¿Por qué defender derechos humanos de personas privadas de libertad?

Por Celia Medrano*
La finalidad de una prisión debe ser el de la generación de condiciones orientadas a la rehabilitación de la persona que ha cometido un delito.

En el contexto actual de nuestro país, uno de los más violentos del mundo, hablar de derechos humanos de privados de libertad es casi un delito. Son comunes las olas de críticas y señalamientos de los que se llaman buenos ciudadanos, de los que abanderan y claman los derechos de las personas honradas y trabajadoras que sufren cotidianamente el flagelo de la delincuencia, violencia pandilleril y crimen organizado, es decir, de la violencia directa.
Para Shadd Maruna, profesor de Criminología en la Universidad de la Reina de Belfast (Irlanda del Norte), en un mundo blanco y negro, “… el de los buenos y los malos, uno es una buena persona que comete algunos errores perdonables o un criminal común que no merece ninguna simpatía”. Tal parece que violentar los derechos humanos de los otros, de justificar, avalar o desentenderse de esta violación, es parte de la garantía de que las “buenas personas” puedan vivir en paz.
Hablar de derechos humanos de personas privadas de libertad es mandatorio. Pocos resultados sostenibles a mediano y largo plazo pueden ofrecernos medidas que ejercen violencia contra la misma violencia. Aunque se escuchen cajas de resonancia de los que invocan acciones de mano dura como única solución, debemos entender que el hacinamiento en los centros de detención, sin distinguir incluso quienes cumplen una condena con quienes son procesados por la comisión de un delito, así como el aislamiento prolongado o indefinido en las prisiones niegan la finalidad misma del ejercicio de “meter en jaulas a quienes delinquen”, como ironizaba el maestro en derecho penal Alberto Binder.
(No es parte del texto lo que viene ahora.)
//! Asynchronous sort scheduling, buffering and handoff

pub mod config;
pub mod error;
pub mod handoff;
pub mod pool;
pub mod scheduler;
pub mod store;

pub use config::{BoundsMode, InteractionTuning, SortConfig, SortStrategy};
pub use error::{PipelineError, PipelineResult, PoolError};
pub use handoff::{ActiveIndices, IndexHandoff};
pub use pool::BufferPool;
pub use scheduler::{SortObserver, SortScheduler, SortStats};
pub use store::ElementStore;
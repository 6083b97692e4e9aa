/// Strips a leading UTF-8 byte order mark.
pub fn skip_utf8_bom(line: &str) -> &str {
    // UTF-8 BOM is 0xEF 0xBB 0xBF which appears as \u{FEFF} in UTF-8
    line.strip_prefix('\u{FEFF}').unwrap_or(line)
}

/// Removes the trailing `\n` or `\r\n` of a line read with `read_line`.
pub fn strip_line_ending(line: &str) -> &str {
    line.trim_end_matches(['\r', '\n'])
}

#[cfg(test)]
mod tests {
    use super::*;

    #[test]
    fn test_skip_utf8_bom() {
        assert_eq!(skip_utf8_bom("\u{FEFF}日 NA"), "日 NA");
        assert_eq!(skip_utf8_bom("日 NA"), "日 NA");
    }

    #[test]
    fn test_strip_line_ending() {
        let cases = [
            ("a b\n", "a b"),
            ("a b\r\n", "a b"),
            ("a b", "a b"),
            ("a b \n", "a b "),
        ];
        for (line, expected) in cases {
            assert_eq!(strip_line_ending(line), expected, "strip_line_ending({:?})", line);
        }
    }
}
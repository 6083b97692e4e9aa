//! Source table reader.
//!
//! The source table is UTF-8 text with one character entry per line and fields
//! separated by a single space:
//!
//! ```text
//! # char simp chinese big5 hkscs zhuyin kanji hiragana katakana punct symbol cj3 cj5 shortcode freq
//! 倉 仓 1 1 0 0 1 0 0 0 0 oiar oiar NA 100
//! ```
//!
//! Blank lines and lines starting with `#` are skipped. A line with fewer than
//! [`MIN_FIELD_COUNT`] fields stops the read with a malformed-entry error.

use std::fs::File;
use std::io::{BufRead, BufReader};
use std::path::Path;

use log::*;

use crate::utils::{skip_utf8_bom, strip_line_ending};
use crate::{CongkitError, Result};

/// Minimum number of space-delimited fields of a character entry.
pub const MIN_FIELD_COUNT: usize = 15;

/// Field positions of a table row.
pub mod field {
    pub const TRADITIONAL: usize = 0;
    pub const SIMPLIFIED: usize = 1;
    /// First of the nine 0/1 charset flags
    pub const FIRST_FLAG: usize = 2;
    pub const FLAG_COUNT: usize = 9;
    pub const CONGKIT_V3: usize = 11;
    pub const CONGKIT_V5: usize = 12;
    pub const SHORTCODE: usize = 13;
    pub const FREQUENCY: usize = 14;
}

/// Value of a field that has no data.
pub const NOT_AVAILABLE: &str = "NA";
/// Shortcode value of the full-width space, which has no usable shortcode.
pub const SPACE_SHORTCODE: &str = "SPACE";

/// A parsed table line, one string per field.
pub type TableRow = Vec<String>;

static BUILTIN_TABLE: &str = include_str!("../../assets/table.txt");

enum Line {
    Empty,
    Comment,
    Entry(TableRow),
}

fn parse_line(line: &str, line_no: usize) -> Result<Line> {
    let trimmed = line.trim();
    if trimmed.is_empty() {
        return Ok(Line::Empty);
    }
    if trimmed.starts_with('#') {
        return Ok(Line::Comment);
    }

    let fields: TableRow = line.split(' ').map(str::to_string).collect();
    if fields.len() < MIN_FIELD_COUNT {
        return Err(CongkitError::malformed_entry(line_no, fields.len(), MIN_FIELD_COUNT));
    }
    Ok(Line::Entry(fields))
}

/// Reads all entries of a source table.
///
/// # Errors
///
/// Returns `MalformedEntry` with the 1-based line number of the first line
/// that has too few fields. No rows after that line are read.
pub fn read_table<R: BufRead>(mut reader: R) -> Result<Vec<TableRow>> {
    let mut table = Vec::<TableRow>::new();
    let mut line_buffer = String::new();
    let mut line_no = 0usize;
    let mut skipped = 0usize;

    loop {
        line_buffer.clear();
        if reader.read_line(&mut line_buffer)? == 0 {
            break;
        }
        line_no += 1;

        let mut line = strip_line_ending(&line_buffer);
        if line_no == 1 {
            line = skip_utf8_bom(line);
        }

        match parse_line(line, line_no)? {
            Line::Entry(fields) => table.push(fields),
            Line::Empty | Line::Comment => skipped += 1,
        }
    }

    debug!("Read {} entries from {} lines ({} skipped)", table.len(), line_no, skipped);
    Ok(table)
}

/// Reads a source table file.
pub fn read_table_file<P: AsRef<Path>>(path: P) -> Result<Vec<TableRow>> {
    let path = path.as_ref();
    info!("Reading radicals table: {}", path.display());
    let reader = BufReader::new(File::open(path)?);
    read_table(reader)
}

/// Reads the table embedded in the crate.
pub fn read_builtin_table() -> Result<Vec<TableRow>> {
    info!("Reading built-in radicals table");
    read_table(BUILTIN_TABLE.as_bytes())
}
La finalidad de una prisión debe ser el de la generación de condiciones orientadas a la rehabilitación de la persona que ha cometido un delito. Conforme el artículo 27 de la Constitución de la República, el objeto de un centro penitenciario es el de educar, formar hábitos de trabajo y procurar la readaptación social. El proceso de readaptación no inicia cuando se sale de la cárcel. La readaptación implica el deber del Estado de organizar el sistema penitenciario para el logro de esa finalidad desde que la persona es privada de su libertad.
El someter a personas privadas de libertad al aislamiento, desvincularlas indefinidamente de sus lazos familiares ejerciendo esta práctica como castigo aleja a la persona cada vez más del objetivo último de readaptarse socialmente. Es la familia el canal principal del deseo de la persona privada de libertad de reintegrarse, de su voluntad para no volver a cometer un delito.
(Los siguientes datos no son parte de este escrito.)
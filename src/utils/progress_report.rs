//! Progress reporting for database generation.
//!
//! Generating the full radical database inserts tens of thousands of rows in
//! one transaction. Callers can pass a reporter to receive periodic updates and
//! cancel the run.
//!
//! # Examples
//!
//! ```
//! use congkit::utils::progress_report::ProgressState;
//!
//! fn my_reporter(state: &mut ProgressState) -> bool {
//!     println!("{}: {}/{}", state.state_id, state.current, state.total);
//!     false // Return true to cancel the operation
//! }
//!
//! let mut progress = ProgressState::new("generating", 100, 10, Some(my_reporter));
//! for i in 0..100 {
//!     if progress.report(i) {
//!         break;
//!     }
//! }
//! ```

/// Function type for progress reporting callbacks.
///
/// The function receives a mutable reference to the progress state and
/// returns `true` to cancel the operation, or `false` to continue.
pub type ProgressReportFn = fn(&mut ProgressState) -> bool;

/// State information for progress reporting.
pub struct ProgressState {
    /// Identifier for this progress state (e.g., "DbGenerator::generate")
    pub state_id: String,
    /// Total number of rows to process
    pub total: u64,
    /// Row being processed at the last report
    pub current: u64,
    /// Row at which progress was last reported
    pub last: u64,
    /// Number of rows between reports
    pub report_interval: u64,
    pub reporter: Option<ProgressReportFn>,
}

impl ProgressState {
    /// Creates a new progress state reporting every `report_interval_percent` percent of `total`.
    pub fn new(state_id: &str, total: u64, report_interval_percent: u64, reporter: Option<ProgressReportFn>) -> Self {
        Self {
            state_id: state_id.to_string(),
            total,
            current: 0,
            last: 0,
            report_interval: total * report_interval_percent / 100,
            reporter,
        }
    }

    /// Reports progress for row `current`.
    ///
    /// Returns `true` if the reporter asked to cancel.
    pub fn report(&mut self, current: u64) -> bool {
        let Some(reporter) = self.reporter else {
            return false;
        };
        if current.saturating_sub(self.last) > self.report_interval || current + 1 >= self.total {
            self.current = current;
            let cancelled = reporter(self);
            self.last = current;
            cancelled
        } else {
            false
        }
    }
}
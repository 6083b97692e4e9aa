// Congkit lookup CLI
// Prints the characters matching a radical code

use std::path::PathBuf;
use std::process::ExitCode;

use clap::Parser;
use congkit::{CongkitVersion, Engine, EngineConfig, MatchMode, OutputScript};

/// Look up Chinese characters by Cangjie/Congkit radical codes
#[derive(Parser, Debug)]
#[command(name = "congkit")]
#[command(about = "Look up Chinese characters by Cangjie radical codes", long_about = None)]
struct Args {
    /// Radical code, e.g. "oiar"
    #[arg(value_name = "RADICALS")]
    radicals: String,

    /// Cangjie version (3/5) [default: 5]
    #[arg(short = 'v', long = "version")]
    version: Option<i64>,

    /// Output simplified Chinese characters
    #[arg(short, long)]
    simplified: bool,

    /// Use "easy" input: first and second key only
    #[arg(short, long)]
    easy: bool,

    /// Predict characters whose code starts with the input
    #[arg(short, long)]
    prediction: bool,

    /// Database file path [default: ./congkit.db]
    #[arg(short, long)]
    database: Option<PathBuf>,

    /// JSON engine configuration, overridden by the flags above
    #[arg(short, long)]
    config: Option<PathBuf>,
}

fn build_config(args: &Args) -> congkit::Result<EngineConfig> {
    let mut config = match &args.config {
        Some(path) => EngineConfig::from_json_file(path)?,
        None => EngineConfig::default(),
    };
    if let Some(database) = &args.database {
        config.db_path = database.clone();
    }
    if let Some(version) = args.version {
        config.options.version = CongkitVersion::from_number(version);
    }
    if args.simplified {
        config.options.output = OutputScript::Simplified;
    }
    // Prediction is applied after easy and wins when both are given
    if args.easy {
        config.options.mode = MatchMode::Easy;
    }
    if args.prediction {
        config.options.mode = MatchMode::Prediction;
    }
    Ok(config)
}

fn run(args: &Args) -> congkit::Result<Vec<char>> {
    let engine = Engine::new(build_config(args)?)?;
    let results = engine.encode(&args.radicals)?;
    engine.close()?;
    Ok(results)
}

fn main() -> ExitCode {
    env_logger::Builder::from_env(env_logger::Env::default().default_filter_or("warn")).init();
    let args = Args::parse();

    match run(&args) {
        Ok(results) => {
            let glyphs: Vec<String> = results.iter().map(char::to_string).collect();
            println!("[{}]", glyphs.join(" "));
            ExitCode::SUCCESS
        }
        Err(e) => {
            eprintln!("{}", e);
            ExitCode::FAILURE
        }
    }
}

#[cfg(test)]
mod tests {
    use super::*;

    fn write_config(dir: &std::path::Path, json: &str) -> PathBuf {
        let path = dir.join("congkit.json");
        std::fs::write(&path, json).unwrap();
        path
    }

    #[test]
    fn test_config_file_values_are_kept_without_flags() {
        let dir = tempfile::TempDir::new().unwrap();
        let config_path = write_config(dir.path(), r#"{"db_path": "/data/cj.db", "version": 3, "mode": "easy"}"#);

        let args = Args::parse_from(["congkit", "-c", config_path.to_str().unwrap(), "oiln"]);
        let config = build_config(&args).unwrap();
        assert_eq!(config.db_path, PathBuf::from("/data/cj.db"));
        assert_eq!(config.options.version, CongkitVersion::V3);
        assert_eq!(config.options.mode, MatchMode::Easy);
    }

    #[test]
    fn test_flags_override_config_file() {
        let dir = tempfile::TempDir::new().unwrap();
        let config_path = write_config(dir.path(), r#"{"db_path": "/data/cj.db", "version": 3}"#);

        let args = Args::parse_from([
            "congkit", "-c", config_path.to_str().unwrap(), "-d", "other.db", "-v", "5", "-s", "-e", "-p", "oiln",
        ]);
        let config = build_config(&args).unwrap();
        assert_eq!(config.db_path, PathBuf::from("other.db"));
        assert_eq!(config.options.version, CongkitVersion::V5);
        assert_eq!(config.options.output, OutputScript::Simplified);
        assert_eq!(config.options.mode, MatchMode::Prediction);
    }

    #[test]
    fn test_defaults_without_config_file() {
        let args = Args::parse_from(["congkit", "oiar"]);
        let config = build_config(&args).unwrap();
        assert_eq!(config, EngineConfig::default());
    }
}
La readaptación no es una responsabilidad exclusiva de instancias estatales. Es responsabilidad de la sociedad y de nosotros como parte de ella, la generación de ambientes familiares y comunitarios respetuosos a los derechos humanos de las personas privadas de libertad. Dependiendo de la existencia de estas condiciones, rompiendo estigmas discriminatorios y abordando este tema desde un enfoque de seguridad humana, es que realmente puede prevenirse el delito y la reincidencia.
Depende de nosotros mismos que la violencia no sea parte de nuestra cotidianidad.
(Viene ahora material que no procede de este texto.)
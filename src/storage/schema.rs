//! SQL schema of the generated radical database.
//!
//! The database holds exactly two tables and one index:
//!
//! - `characters`: one row per source table entry, keyed by `idx`
//! - `radicals`: radical codes per character and scheme version
//! - `idx_radicals`: non-unique index on `radicals(version, radical)`

use rusqlite::Connection;
use snafu::ResultExt;

use crate::error::DatabaseSnafu;
use crate::Result;

pub const CREATE_CHARS_TABLE: &str = "
    CREATE TABLE characters (
        idx INTEGER NOT NULL PRIMARY KEY ASC,
        tc TEXT NOT NULL,
        sc TEXT,
        chinese INTEGER,
        big5 INTEGER,
        hkcsc INTEGER,
        zhuyin INTEGER,
        kanji INTEGER,
        hiragana INTEGER,
        katakana INTEGER,
        punctuation INTEGER,
        symbol INTEGER
    );";

pub const CREATE_RADICALS_TABLE: &str = "
    CREATE TABLE radicals (
        char_idx INTEGER NOT NULL,
        version INTEGER NOT NULL,
        radical TEXT NOT NULL,
        FOREIGN KEY(char_idx) REFERENCES characters(idx)
    );";

pub const CREATE_RADICALS_INDEX: &str =
    "CREATE INDEX idx_radicals ON radicals(version, radical);";

pub const INSERT_CHAR: &str = "
    INSERT INTO characters (
        idx, tc, sc, chinese, big5, hkcsc, zhuyin, kanji,
        hiragana, katakana, punctuation, symbol
    )
    VALUES (?1, ?2, ?3, ?4, ?5, ?6, ?7, ?8, ?9, ?10, ?11, ?12);";

pub const INSERT_RADICAL: &str = "
    INSERT INTO radicals (char_idx, version, radical)
    VALUES (?1, ?2, ?3);";

/// Creates both tables and the radical index on an empty database.
pub fn create_schema(conn: &Connection) -> Result<()> {
    conn.execute_batch(CREATE_CHARS_TABLE)
        .context(DatabaseSnafu { phase: "creating 'characters' table" })?;
    conn.execute_batch(CREATE_RADICALS_TABLE)
        .context(DatabaseSnafu { phase: "creating 'radicals' table" })?;
    conn.execute_batch(CREATE_RADICALS_INDEX)
        .context(DatabaseSnafu { phase: "creating index for 'radicals' table" })?;
    Ok(())
}
//! Radical database generator.
//!
//! This module turns parsed source table rows into the SQLite database read by
//! the [`Engine`](crate::readers::Engine). It handles:
//!
//! - Conversion of table rows into [`Character`] and [`RadicalSet`] records
//! - Schema creation (`characters`, `radicals` and the radical index)
//! - Bulk insertion inside a single transaction
//!
//! # Overview
//!
//! Generation is a full rebuild. An existing file at the destination is removed
//! first. Rows are written into `<destination>.partial`, which is renamed over
//! the destination only after the transaction commits, so a failed run never
//! leaves a half-written database behind.
//!
//! # Examples
//!
//! ```no_run
//! use congkit::builder::{read_builtin_table, DbGenerator};
//!
//! # fn main() -> congkit::Result<()> {
//! let rows = read_builtin_table()?;
//! let stats = DbGenerator::generate(&rows, "congkit.db", None)?;
//! println!("{} characters, {} radicals", stats.characters, stats.radicals);
//! # Ok(())
//! # }
//! ```

use std::fs;
use std::path::{Path, PathBuf};

use log::*;
use rusqlite::{params, Connection};
use serde::{Deserialize, Serialize};
use snafu::ResultExt;

use crate::builder::table_loader::{field, TableRow, NOT_AVAILABLE, SPACE_SHORTCODE};
use crate::error::DatabaseSnafu;
use crate::storage::models::{CharIdx, Character, CongkitVersion, RadicalSet};
use crate::storage::schema::{create_schema, INSERT_CHAR, INSERT_RADICAL};
use crate::utils::progress_report::{ProgressReportFn, ProgressState};
use crate::{CongkitError, Result};

const PARTIAL_EXT: &str = "partial";

/// Default file name of the generated database.
pub const DEFAULT_TARGET: &str = "congkit.db";

/// Configuration of a generation run.
#[derive(Debug, Clone, Serialize, Deserialize)]
#[serde(default)]
pub struct GeneratorConfig {
    /// Source table path, `None` for the built-in table
    pub source: Option<PathBuf>,
    /// Destination database path
    pub target: PathBuf,
}

impl Default for GeneratorConfig {
    fn default() -> Self {
        Self {
            source: None,
            target: PathBuf::from(DEFAULT_TARGET),
        }
    }
}

impl GeneratorConfig {
    /// Loads a configuration from a JSON file.
    pub fn from_json_file<P: AsRef<Path>>(path: P) -> Result<Self> {
        let content = fs::read_to_string(path)?;
        Ok(serde_json::from_str(&content)?)
    }
}

/// Row counts of a finished generation run.
#[derive(Debug, Clone, Copy, PartialEq, Eq, Default)]
pub struct GenerateStats {
    pub characters: usize,
    pub radicals: usize,
}

/// Builds the radical database from table rows.
pub struct DbGenerator;

/// First scalar value of a glyph column; extra scalars are logged and dropped.
fn decode_glyph_field(value: &str, idx: CharIdx, column: usize) -> Option<char> {
    let mut scalars = value.chars();
    let glyph = scalars.next()?;
    if scalars.next().is_some() {
        warn!("Row {} column {} value {:?} has more than one character, keeping '{}'", idx, column + 1, value, glyph);
    }
    Some(glyph)
}

fn parse_flag(value: &str, glyph: char, column: usize) -> i64 {
    match value.parse::<i64>() {
        Ok(flag) => flag,
        Err(e) => {
            warn!("Unable to convert '{}' column {} value {:?} to int: {}", glyph, column + 1, value, e);
            0
        }
    }
}

fn push_radicals(radical_sets: &mut Vec<RadicalSet>, idx: CharIdx, version: CongkitVersion, codes: &str) {
    if codes == NOT_AVAILABLE {
        return;
    }
    radical_sets.extend(
        codes
            .split(',')
            .filter(|code| !code.is_empty())
            .map(|code| RadicalSet::new(idx, version, code)),
    );
}

/// Converts one table row into its character record and radical sets.
///
/// Charset flags that are not integers are logged and stored as zero.
///
/// # Errors
///
/// Returns `InvalidDataFormat` if the row is too short or has no traditional glyph.
pub fn convert_row(idx: CharIdx, row: &[String]) -> Result<(Character, Vec<RadicalSet>)> {
    if row.len() <= field::SHORTCODE {
        return Err(CongkitError::invalid_data_format(format!(
            "Row {} has {} fields, expected at least {}",
            idx,
            row.len(),
            field::SHORTCODE + 1
        )));
    }

    let traditional = decode_glyph_field(&row[field::TRADITIONAL], idx, field::TRADITIONAL)
        .ok_or_else(|| CongkitError::invalid_data_format(format!("Row {} has no traditional glyph", idx)))?;
    let simplified = match row[field::SIMPLIFIED].as_str() {
        NOT_AVAILABLE => None,
        value => decode_glyph_field(value, idx, field::SIMPLIFIED),
    };

    let mut flags = [0i64; field::FLAG_COUNT];
    for (n, flag) in flags.iter_mut().enumerate() {
        let column = field::FIRST_FLAG + n;
        *flag = parse_flag(&row[column], traditional, column);
    }
    let [chinese, big5, hkscs, zhuyin, kanji, hiragana, katakana, punctuation, symbol] = flags;

    let character = Character {
        idx,
        traditional,
        simplified,
        chinese,
        big5,
        hkscs,
        zhuyin,
        kanji,
        hiragana,
        katakana,
        punctuation,
        symbol,
    };

    let mut radical_sets = Vec::new();
    push_radicals(&mut radical_sets, idx, CongkitVersion::V3, &row[field::CONGKIT_V3]);
    push_radicals(&mut radical_sets, idx, CongkitVersion::V5, &row[field::CONGKIT_V5]);

    let shortcode = row[field::SHORTCODE].as_str();
    if !shortcode.is_empty() && shortcode != NOT_AVAILABLE && shortcode != SPACE_SHORTCODE {
        radical_sets.push(RadicalSet::new(idx, CongkitVersion::V3, shortcode));
        radical_sets.push(RadicalSet::new(idx, CongkitVersion::V5, shortcode));
    }

    Ok((character, radical_sets))
}

fn partial_path(path: &Path) -> PathBuf {
    let mut file_name = path.file_name().map(|n| n.to_os_string()).unwrap_or_default();
    file_name.push(".");
    file_name.push(PARTIAL_EXT);
    path.with_file_name(file_name)
}

fn remove_if_exists(path: &Path) -> Result<()> {
    match fs::remove_file(path) {
        Ok(()) => Ok(()),
        Err(e) if e.kind() == std::io::ErrorKind::NotFound => Ok(()),
        Err(e) => Err(e.into()),
    }
}

impl DbGenerator {
    /// Generates the database at `db_path` from `rows`.
    ///
    /// Row `n` becomes character `n`. Any existing file at `db_path` is removed.
    ///
    /// # Errors
    ///
    /// Returns a `Database` error naming the failed phase (table creation, index
    /// creation, row insertion or commit), `InvalidDataFormat` for unusable
    /// rows, or `UserInterrupted` when the progress callback cancels. On error
    /// nothing is left at `db_path`.
    pub fn generate<P: AsRef<Path>>(rows: &[TableRow], db_path: P, prog_rpt: Option<ProgressReportFn>) -> Result<GenerateStats> {
        let db_path = db_path.as_ref();
        if db_path.exists() {
            info!("File already exists at {}, removing it", db_path.display());
            fs::remove_file(db_path)?;
        }

        let work_path = partial_path(db_path);
        remove_if_exists(&work_path)?;

        let result = Self::generate_into(rows, &work_path, prog_rpt);
        match result {
            Ok(stats) => {
                fs::rename(&work_path, db_path)?;
                info!("Generated {} ({} characters, {} radicals)", db_path.display(), stats.characters, stats.radicals);
                Ok(stats)
            }
            Err(e) => {
                warn!("Generation failed, removing {}", work_path.display());
                if let Err(remove_err) = remove_if_exists(&work_path) {
                    warn!("Failed to remove {}: {}", work_path.display(), remove_err);
                }
                Err(e)
            }
        }
    }

    fn generate_into(rows: &[TableRow], db_path: &Path, prog_rpt: Option<ProgressReportFn>) -> Result<GenerateStats> {
        let mut conn = Connection::open(db_path)
            .context(DatabaseSnafu { phase: format!("creating db file at {}", db_path.display()) })?;

        info!("Creating schema...");
        create_schema(&conn)?;

        let tx = conn.transaction()
            .context(DatabaseSnafu { phase: "starting db transaction" })?;
        let stats = Self::insert_rows(&tx, rows, prog_rpt)?;

        info!("Committing {} rows...", stats.characters);
        tx.commit()
            .context(DatabaseSnafu { phase: "committing inserted rows" })?;
        conn.close()
            .map_err(|(_, source)| source)
            .context(DatabaseSnafu { phase: "closing db file" })?;
        Ok(stats)
    }

    fn insert_rows(conn: &Connection, rows: &[TableRow], prog_rpt: Option<ProgressReportFn>) -> Result<GenerateStats> {
        let mut add_char = conn.prepare(INSERT_CHAR)
            .context(DatabaseSnafu { phase: "preparing insert into 'characters' table" })?;
        let mut add_radical = conn.prepare(INSERT_RADICAL)
            .context(DatabaseSnafu { phase: "preparing insert into 'radicals' table" })?;

        let mut progress_state = ProgressState::new("DbGenerator::generate", rows.len() as u64, 10, prog_rpt);
        let mut stats = GenerateStats::default();

        for (row_no, row) in rows.iter().enumerate() {
            let (character, radical_sets) = convert_row(row_no as CharIdx, row)?;

            add_char.execute(params![
                character.idx,
                character.traditional.to_string(),
                character.simplified.map(|c| c.to_string()),
                character.chinese,
                character.big5,
                character.hkscs,
                character.zhuyin,
                character.kanji,
                character.hiragana,
                character.katakana,
                character.punctuation,
                character.symbol,
            ])
            .context(DatabaseSnafu {
                phase: format!("inserting '{}' into 'characters' table", character.traditional),
            })?;
            stats.characters += 1;

            for radical_set in &radical_sets {
                add_radical.execute(params![
                    radical_set.char_idx,
                    radical_set.version.as_number(),
                    radical_set.radical,
                ])
                .context(DatabaseSnafu {
                    phase: format!(
                        "inserting '{}' radical '{}' into 'radicals' table",
                        character.traditional, radical_set.radical
                    ),
                })?;
            }
            stats.radicals += radical_sets.len();

            if progress_state.report(row_no as u64) {
                info!("Generation cancelled by user");
                return Err(CongkitError::user_interrupted());
            }
        }

        Ok(stats)
    }
}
Valdría tener presente siempre las palabras de uno de los presos más famosos del mundo que llegó a la Presidencia de su país, después de casi 30 años de prisión: “… no se conoce un país realmente hasta que se está en sus cárceles”.
Ese preso fue Nelson Mandela, premio Nóbel de la Paz, cuyo ejemplo inspiró las “Reglas Mínimas de las Naciones Unidas para el Tratamiento de los Reclusos”, las Reglas Mandela, guía bajo la cual el Estado salvadoreño debería orientar sus acciones en materia de sistema penitenciario en El Salvador.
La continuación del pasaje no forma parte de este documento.